Lebensdaten: 3. Februar 1930 bis 4. April 2023
Interview vom Juni 2019:
Vor bald 90 Jahren wurde Walter Helbling in Gottlieben geboren. Zusammen mit seinen beiden Schwestern Anna und Berta verbrachte er die Jugendzeit im Haus „zur Sonne“ an der Aalgasse 3. Sein Vater Eduard hatte dieses Haus 1916 gekauft und als Bäckerei eingerichtet.
Nach dem Besuch der Primarschule in Gottlieben bei Lehrer Walter Brauchli und zwei Jahren Mitarbeit auf dem gegenüberliegenden Bauernhof von Konrad Egloff absolvierte Walter Helbling von 1948 bis 1951 seine Lehre in der Bäckerei Labhart in Steckborn. Es folgten Stellen in einer Bäckerei in Wil (SG) und in der Bäckerei Grundlehner in Weinfelden.
Im Alter von 23 Jahren trat Walter Helbling 1953 in den elterlichen Betrieb ein, welchen er zwei Jahre später übernahm. Im Jahre 1956 folgte die Heirat mit Louise Heer, von Wiechs am Randen, welche als Serviertochter im Restaurant Krone arbeitete. 1959 wurde Sohn Felix geboren.
Das Jahr 1960 brachte grosse Veränderungen. Einerseits wurde die Backstube umgebaut und ein neuer Ofen angeschafft und andererseits erfolgte eine erste Renovation des Riegelhauses aus dem Jahre 1720. Ab nun konnte Walter Helbling während 20 Jahren frisches Brot und Süssgebäck an die Schifffahrtsgesellschaft Untersee + Rhein liefern. Nach weiteren Renovationen 1968 und 1972 erstrahlte das schöne Riegelhaus an der Aalgasse wieder in altem Glanz.

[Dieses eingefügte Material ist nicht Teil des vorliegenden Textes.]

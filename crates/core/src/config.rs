//! TOML configuration loading.
//!
//! Configuration structs across the workspace derive `Deserialize` with
//! `#[serde(default)]`, so a file only needs to name the values it changes.
//! A missing file is not an error: the defaults are used and a line is logged.
//!
//! # Example
//!
//! ```no_run
//! use serde::Deserialize;
//!
//! #[derive(Debug, Default, Deserialize)]
//! #[serde(default)]
//! struct WindowConfig {
//!     width: u32,
//!     height: u32,
//! }
//!
//! let config: WindowConfig = forge_core::config::load_or_default("forge.toml")?;
//! # Ok::<(), forge_core::Error>(())
//! ```

use std::path::Path;

use serde::de::DeserializeOwned;
use tracing::{debug, info};

use crate::error::{Error, Result};

/// Loads `T` from a TOML file, falling back to `T::default()` when the file
/// does not exist.
///
/// # Errors
///
/// Returns [`Error::Io`] if the file exists but cannot be read, and
/// [`Error::Config`] if its contents are not valid TOML for `T`.
pub fn load_or_default<T>(path: impl AsRef<Path>) -> Result<T>
where
    T: DeserializeOwned + Default,
{
    let path = path.as_ref();
    if !path.exists() {
        info!("Config file {} not found, using defaults", path.display());
        return Ok(T::default());
    }

    let contents = std::fs::read_to_string(path)?;
    let config = parse(&contents)
        .map_err(|e| Error::Config(format!("{}: {}", path.display(), e)))?;
    debug!("Loaded config from {}", path.display());
    Ok(config)
}

/// Parses `T` from a TOML string.
///
/// # Errors
///
/// Returns [`Error::Config`] with the parser message on invalid input.
pub fn parse<T: DeserializeOwned>(contents: &str) -> Result<T> {
    toml::from_str(contents).map_err(|e| Error::Config(e.to_string()))
}

#[cfg(test)]
mod tests {
    use std::io::Write;

    use serde::Deserialize;

    use super::*;

    #[derive(Debug, Deserialize, PartialEq)]
    #[serde(default)]
    struct Sample {
        frames: u32,
        name: String,
    }

    impl Default for Sample {
        fn default() -> Self {
            Self {
                frames: 2,
                name: "default".to_string(),
            }
        }
    }

    #[test]
    fn test_missing_file_uses_defaults() {
        let dir = tempfile::tempdir().unwrap();
        let loaded: Sample = load_or_default(dir.path().join("absent.toml")).unwrap();
        assert_eq!(loaded, Sample::default());
    }

    #[test]
    fn test_partial_file_keeps_other_defaults() {
        let mut file = tempfile::NamedTempFile::new().unwrap();
        writeln!(file, "frames = 3").unwrap();

        let loaded: Sample = load_or_default(file.path()).unwrap();
        assert_eq!(loaded.frames, 3);
        assert_eq!(loaded.name, "default");
    }

    #[test]
    fn test_invalid_file_is_config_error() {
        let mut file = tempfile::NamedTempFile::new().unwrap();
        writeln!(file, "frames = \"three\"").unwrap();

        let result: Result<Sample> = load_or_default(file.path());
        assert!(matches!(result, Err(Error::Config(_))));
    }
}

Nach über 30 Jahren in der eigenen Bäckerei übergaben Walter und Louise Helbling – Heer im Jahre 1987 die Bäckerei an ihren Sohn Felix und Schwiegertochter Heike. Von seiner Tante Margrit Maier konnte Walter Helbling im gleichen Jahr die Lohstampfe übernehmen. Nach einer grösseren Renovation wurde die Lohstampfe zum neuen Zuhause. Hier lebte Walter Helbling während 30 Jahren bis November 2017. Nach Verkauf der Liegenschaft Lohstampfe zog der rüstige, hochbetagte Ur-Gottlieber im Februar 2018 ins Neutal nach Berlingen.
In seiner Freizeit war Walter Helbling einerseits seit Kindesbeinen passionierter Fischer und andererseits Fasnächtler mit Leib und Seele. Er gehörte dem Verein „Fasnachtsgesellschaft Rheineck“ an, welcher von 1956 bis 1961 bestand. Die Fasnachtsanlässe im Restaurant Rheineck galten als legendär, so u.a. mit August Meyer – Moser sel. in der Rolle des Till Eulenspiegels.
Am 12. September 1961 gehörte Walter Helbling zu den Gründungsmitgliedern der Fasnachtsgesellschaft „Gottlieber Schnoogge“ und gleichzeitig wurde er zu deren 1. Präsidenten gewählt. Im Jahre 1972 erfolgte die Umbenennung in „Guggemusig Gottlieber Schnoogge“. Seine „Regierungszeit“ endete nach 25 Jahren im Jahre 1986 – und es war mit seinen Worten gesprochen eine „höllisch barbarisch“ schöne Zeit. Für seine grossen Verdienste punkto „Gottlieber Schnoogge“ im Speziellen und punkto Fasnachts-Brauchtum im Allgemeinen wurde Walter Helbling 1992 zum Ehrenpräsidenten und Ehrenschnoogg der “Guggemusig Gottlieber Schnoogge” ernannt.
Anlässlich von Besuchen im Oktober 2017 in der Lohstampfe sowie im September 2018 und im Februar 2019 im Neutal Berlingen erlebe ich einen zufriedenen und kreativen Menschen. Walter Helbling geniesst den grandiosen Blick aus seinem Zimmer auf den Untersee, und er verbringt viel Zeit mit dem Malen von Bildern.